TRY IT
Please write out the listing beneath this sentence exactly, from its first line to the line with "plus the row", and stop there.

***

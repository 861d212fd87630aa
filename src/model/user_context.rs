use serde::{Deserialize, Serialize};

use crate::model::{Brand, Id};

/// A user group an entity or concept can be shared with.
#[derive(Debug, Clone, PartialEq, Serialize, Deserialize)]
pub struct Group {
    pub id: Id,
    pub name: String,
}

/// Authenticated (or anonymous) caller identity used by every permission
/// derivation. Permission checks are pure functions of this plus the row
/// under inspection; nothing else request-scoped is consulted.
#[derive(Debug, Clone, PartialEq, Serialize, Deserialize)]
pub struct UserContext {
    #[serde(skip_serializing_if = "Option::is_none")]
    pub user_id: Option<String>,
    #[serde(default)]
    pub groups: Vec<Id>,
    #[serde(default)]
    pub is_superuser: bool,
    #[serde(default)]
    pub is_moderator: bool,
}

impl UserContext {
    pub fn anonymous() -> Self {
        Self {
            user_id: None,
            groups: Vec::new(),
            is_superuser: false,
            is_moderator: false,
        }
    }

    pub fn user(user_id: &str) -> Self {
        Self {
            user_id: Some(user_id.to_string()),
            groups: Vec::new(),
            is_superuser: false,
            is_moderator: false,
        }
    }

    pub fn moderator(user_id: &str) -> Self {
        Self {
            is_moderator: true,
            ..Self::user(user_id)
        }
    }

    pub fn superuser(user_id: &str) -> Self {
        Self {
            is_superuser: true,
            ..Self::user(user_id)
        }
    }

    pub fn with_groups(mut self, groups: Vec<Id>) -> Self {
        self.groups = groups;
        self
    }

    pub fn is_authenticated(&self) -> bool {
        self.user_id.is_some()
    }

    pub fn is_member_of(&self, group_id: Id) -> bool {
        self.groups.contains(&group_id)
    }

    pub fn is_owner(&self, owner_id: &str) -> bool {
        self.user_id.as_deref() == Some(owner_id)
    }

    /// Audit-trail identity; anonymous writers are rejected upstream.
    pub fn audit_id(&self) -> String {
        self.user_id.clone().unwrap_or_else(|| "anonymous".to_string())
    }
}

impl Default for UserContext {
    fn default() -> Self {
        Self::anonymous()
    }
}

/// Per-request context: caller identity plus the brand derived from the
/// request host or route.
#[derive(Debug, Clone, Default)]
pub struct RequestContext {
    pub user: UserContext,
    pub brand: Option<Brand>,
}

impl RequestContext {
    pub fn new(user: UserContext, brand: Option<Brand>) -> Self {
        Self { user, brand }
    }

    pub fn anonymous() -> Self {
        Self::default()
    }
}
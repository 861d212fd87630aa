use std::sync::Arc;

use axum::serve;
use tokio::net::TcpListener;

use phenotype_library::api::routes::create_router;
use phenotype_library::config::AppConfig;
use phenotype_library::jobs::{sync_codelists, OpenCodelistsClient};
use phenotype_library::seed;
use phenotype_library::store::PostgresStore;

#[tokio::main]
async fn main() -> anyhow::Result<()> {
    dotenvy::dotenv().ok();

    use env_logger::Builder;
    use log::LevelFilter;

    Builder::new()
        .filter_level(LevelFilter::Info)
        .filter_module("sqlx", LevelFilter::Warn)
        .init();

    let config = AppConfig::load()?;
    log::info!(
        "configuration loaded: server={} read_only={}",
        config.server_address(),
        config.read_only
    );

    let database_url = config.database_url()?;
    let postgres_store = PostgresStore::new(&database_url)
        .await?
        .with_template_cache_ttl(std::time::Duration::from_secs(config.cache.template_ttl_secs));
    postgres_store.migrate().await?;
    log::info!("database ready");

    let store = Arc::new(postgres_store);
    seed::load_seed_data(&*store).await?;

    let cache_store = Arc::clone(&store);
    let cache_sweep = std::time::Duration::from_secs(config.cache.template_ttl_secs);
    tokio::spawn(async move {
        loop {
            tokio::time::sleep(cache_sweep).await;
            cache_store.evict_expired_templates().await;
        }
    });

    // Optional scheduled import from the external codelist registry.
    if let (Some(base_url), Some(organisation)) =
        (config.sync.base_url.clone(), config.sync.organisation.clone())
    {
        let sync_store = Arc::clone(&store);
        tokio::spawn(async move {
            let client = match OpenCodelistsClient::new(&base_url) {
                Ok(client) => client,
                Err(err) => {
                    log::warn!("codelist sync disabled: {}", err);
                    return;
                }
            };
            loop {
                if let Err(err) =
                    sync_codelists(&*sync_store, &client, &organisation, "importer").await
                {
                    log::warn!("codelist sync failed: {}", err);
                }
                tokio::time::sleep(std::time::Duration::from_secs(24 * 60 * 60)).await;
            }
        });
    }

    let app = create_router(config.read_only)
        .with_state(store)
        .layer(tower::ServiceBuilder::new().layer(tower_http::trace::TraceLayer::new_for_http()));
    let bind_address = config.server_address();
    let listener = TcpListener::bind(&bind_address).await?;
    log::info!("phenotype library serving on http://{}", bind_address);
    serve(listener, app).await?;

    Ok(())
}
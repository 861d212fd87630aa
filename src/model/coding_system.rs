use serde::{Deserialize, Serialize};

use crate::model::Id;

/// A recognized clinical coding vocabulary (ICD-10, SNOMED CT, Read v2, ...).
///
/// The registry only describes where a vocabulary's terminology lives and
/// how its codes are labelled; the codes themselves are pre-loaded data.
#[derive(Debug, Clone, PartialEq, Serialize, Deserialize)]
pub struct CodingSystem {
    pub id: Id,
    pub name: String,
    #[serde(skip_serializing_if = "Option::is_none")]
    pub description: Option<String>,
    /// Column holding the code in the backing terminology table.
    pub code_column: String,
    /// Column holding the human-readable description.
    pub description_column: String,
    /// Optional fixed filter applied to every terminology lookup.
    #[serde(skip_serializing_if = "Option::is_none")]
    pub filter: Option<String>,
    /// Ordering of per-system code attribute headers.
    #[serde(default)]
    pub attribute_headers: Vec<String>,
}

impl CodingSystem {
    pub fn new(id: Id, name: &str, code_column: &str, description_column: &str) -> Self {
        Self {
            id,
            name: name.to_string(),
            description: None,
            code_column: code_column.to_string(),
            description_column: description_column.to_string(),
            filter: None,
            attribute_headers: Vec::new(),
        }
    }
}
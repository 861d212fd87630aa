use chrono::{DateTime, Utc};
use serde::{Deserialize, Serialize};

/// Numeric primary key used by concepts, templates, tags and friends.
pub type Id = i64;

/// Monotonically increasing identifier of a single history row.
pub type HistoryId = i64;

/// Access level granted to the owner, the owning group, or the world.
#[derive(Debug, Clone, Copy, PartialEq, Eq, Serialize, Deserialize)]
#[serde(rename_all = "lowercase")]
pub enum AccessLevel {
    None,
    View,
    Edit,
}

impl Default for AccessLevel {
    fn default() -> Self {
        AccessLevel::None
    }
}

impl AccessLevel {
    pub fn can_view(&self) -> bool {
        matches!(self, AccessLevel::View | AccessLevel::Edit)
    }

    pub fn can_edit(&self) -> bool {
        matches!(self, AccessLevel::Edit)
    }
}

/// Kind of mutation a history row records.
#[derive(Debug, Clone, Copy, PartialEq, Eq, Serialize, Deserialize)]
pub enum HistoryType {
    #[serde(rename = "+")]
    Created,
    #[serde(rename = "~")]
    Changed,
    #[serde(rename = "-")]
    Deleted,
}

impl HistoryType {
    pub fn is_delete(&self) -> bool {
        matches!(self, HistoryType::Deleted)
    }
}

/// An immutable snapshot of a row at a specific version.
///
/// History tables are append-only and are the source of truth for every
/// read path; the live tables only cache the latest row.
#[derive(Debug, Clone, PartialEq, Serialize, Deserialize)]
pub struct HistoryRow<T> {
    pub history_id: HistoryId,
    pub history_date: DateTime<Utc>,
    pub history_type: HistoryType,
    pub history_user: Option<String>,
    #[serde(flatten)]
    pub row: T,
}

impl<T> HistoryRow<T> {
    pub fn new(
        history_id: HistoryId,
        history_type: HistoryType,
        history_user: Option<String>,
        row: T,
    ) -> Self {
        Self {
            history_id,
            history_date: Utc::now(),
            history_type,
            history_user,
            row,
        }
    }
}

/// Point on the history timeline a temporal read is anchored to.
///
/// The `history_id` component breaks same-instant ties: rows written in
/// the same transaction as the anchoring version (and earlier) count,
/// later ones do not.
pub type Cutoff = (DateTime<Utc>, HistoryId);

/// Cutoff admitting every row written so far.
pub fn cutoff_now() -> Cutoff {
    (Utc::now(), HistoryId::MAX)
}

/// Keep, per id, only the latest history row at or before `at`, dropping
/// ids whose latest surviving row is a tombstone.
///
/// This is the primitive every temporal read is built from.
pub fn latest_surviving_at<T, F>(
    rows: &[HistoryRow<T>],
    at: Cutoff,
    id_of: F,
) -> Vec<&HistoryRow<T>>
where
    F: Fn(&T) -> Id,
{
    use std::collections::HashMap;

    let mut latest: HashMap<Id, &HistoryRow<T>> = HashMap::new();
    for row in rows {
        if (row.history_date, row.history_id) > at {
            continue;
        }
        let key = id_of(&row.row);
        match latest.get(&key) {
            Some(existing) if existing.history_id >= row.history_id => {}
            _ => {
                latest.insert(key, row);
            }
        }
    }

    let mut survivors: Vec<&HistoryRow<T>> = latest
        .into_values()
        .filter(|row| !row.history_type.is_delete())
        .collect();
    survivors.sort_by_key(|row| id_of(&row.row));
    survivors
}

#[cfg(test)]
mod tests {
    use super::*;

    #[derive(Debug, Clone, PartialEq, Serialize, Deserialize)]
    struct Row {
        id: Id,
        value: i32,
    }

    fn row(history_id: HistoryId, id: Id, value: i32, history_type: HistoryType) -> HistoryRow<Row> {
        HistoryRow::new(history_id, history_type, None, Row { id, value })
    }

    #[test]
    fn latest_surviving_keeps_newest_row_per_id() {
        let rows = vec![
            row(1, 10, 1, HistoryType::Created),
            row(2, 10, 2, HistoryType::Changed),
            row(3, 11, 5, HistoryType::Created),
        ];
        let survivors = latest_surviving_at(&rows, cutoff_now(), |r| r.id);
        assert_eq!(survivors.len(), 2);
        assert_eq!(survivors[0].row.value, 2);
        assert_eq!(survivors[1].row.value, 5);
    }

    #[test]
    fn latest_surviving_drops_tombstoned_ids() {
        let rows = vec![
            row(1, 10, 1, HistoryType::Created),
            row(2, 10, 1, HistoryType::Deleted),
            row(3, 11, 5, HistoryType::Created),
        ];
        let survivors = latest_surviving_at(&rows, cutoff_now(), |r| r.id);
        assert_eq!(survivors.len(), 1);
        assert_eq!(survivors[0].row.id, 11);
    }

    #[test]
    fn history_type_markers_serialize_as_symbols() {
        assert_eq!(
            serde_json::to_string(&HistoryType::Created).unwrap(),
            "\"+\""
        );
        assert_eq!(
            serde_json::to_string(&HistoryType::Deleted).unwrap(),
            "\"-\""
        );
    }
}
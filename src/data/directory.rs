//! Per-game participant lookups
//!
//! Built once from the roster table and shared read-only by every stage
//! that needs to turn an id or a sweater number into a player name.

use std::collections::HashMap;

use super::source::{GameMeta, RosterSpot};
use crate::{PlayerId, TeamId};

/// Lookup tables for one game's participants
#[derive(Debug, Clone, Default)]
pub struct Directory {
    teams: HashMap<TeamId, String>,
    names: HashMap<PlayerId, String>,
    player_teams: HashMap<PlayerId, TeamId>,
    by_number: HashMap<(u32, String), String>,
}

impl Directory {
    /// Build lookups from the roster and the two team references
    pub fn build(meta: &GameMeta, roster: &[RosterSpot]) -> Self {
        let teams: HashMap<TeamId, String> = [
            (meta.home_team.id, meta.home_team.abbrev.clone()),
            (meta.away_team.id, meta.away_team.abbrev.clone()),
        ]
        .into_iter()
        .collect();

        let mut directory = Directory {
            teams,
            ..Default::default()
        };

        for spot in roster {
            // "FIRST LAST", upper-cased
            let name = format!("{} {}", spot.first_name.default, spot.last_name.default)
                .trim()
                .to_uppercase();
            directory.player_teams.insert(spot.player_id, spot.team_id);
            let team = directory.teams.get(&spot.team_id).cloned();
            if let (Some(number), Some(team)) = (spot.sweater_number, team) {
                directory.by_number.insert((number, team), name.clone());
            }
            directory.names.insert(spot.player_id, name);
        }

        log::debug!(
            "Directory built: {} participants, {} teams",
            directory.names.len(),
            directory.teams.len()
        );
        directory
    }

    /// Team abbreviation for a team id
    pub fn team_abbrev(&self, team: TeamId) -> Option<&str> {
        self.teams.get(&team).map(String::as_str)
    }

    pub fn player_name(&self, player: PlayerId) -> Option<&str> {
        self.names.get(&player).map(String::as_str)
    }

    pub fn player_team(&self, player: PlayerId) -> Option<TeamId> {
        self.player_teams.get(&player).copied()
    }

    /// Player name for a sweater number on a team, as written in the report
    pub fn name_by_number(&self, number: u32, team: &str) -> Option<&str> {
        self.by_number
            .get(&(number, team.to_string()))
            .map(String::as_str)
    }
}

***

SOLUTION TO THIS EXERCISE
repository 861d212fd87630aa
filename src/model/user_context.rs
use serde::{Deserialize, Serialize};

use crate::model::{Brand, Id};

/// A user group an entity or concept can be shared with.
#[derive(Debug, Clone, PartialEq, Serialize, Deserialize)]
pub struct Group {
    pub id: Id,
    pub name: String,
}

/// Authenticated (or anonymous) caller identity used by every permission
/// derivation. Permission checks are pure functions of this plus the row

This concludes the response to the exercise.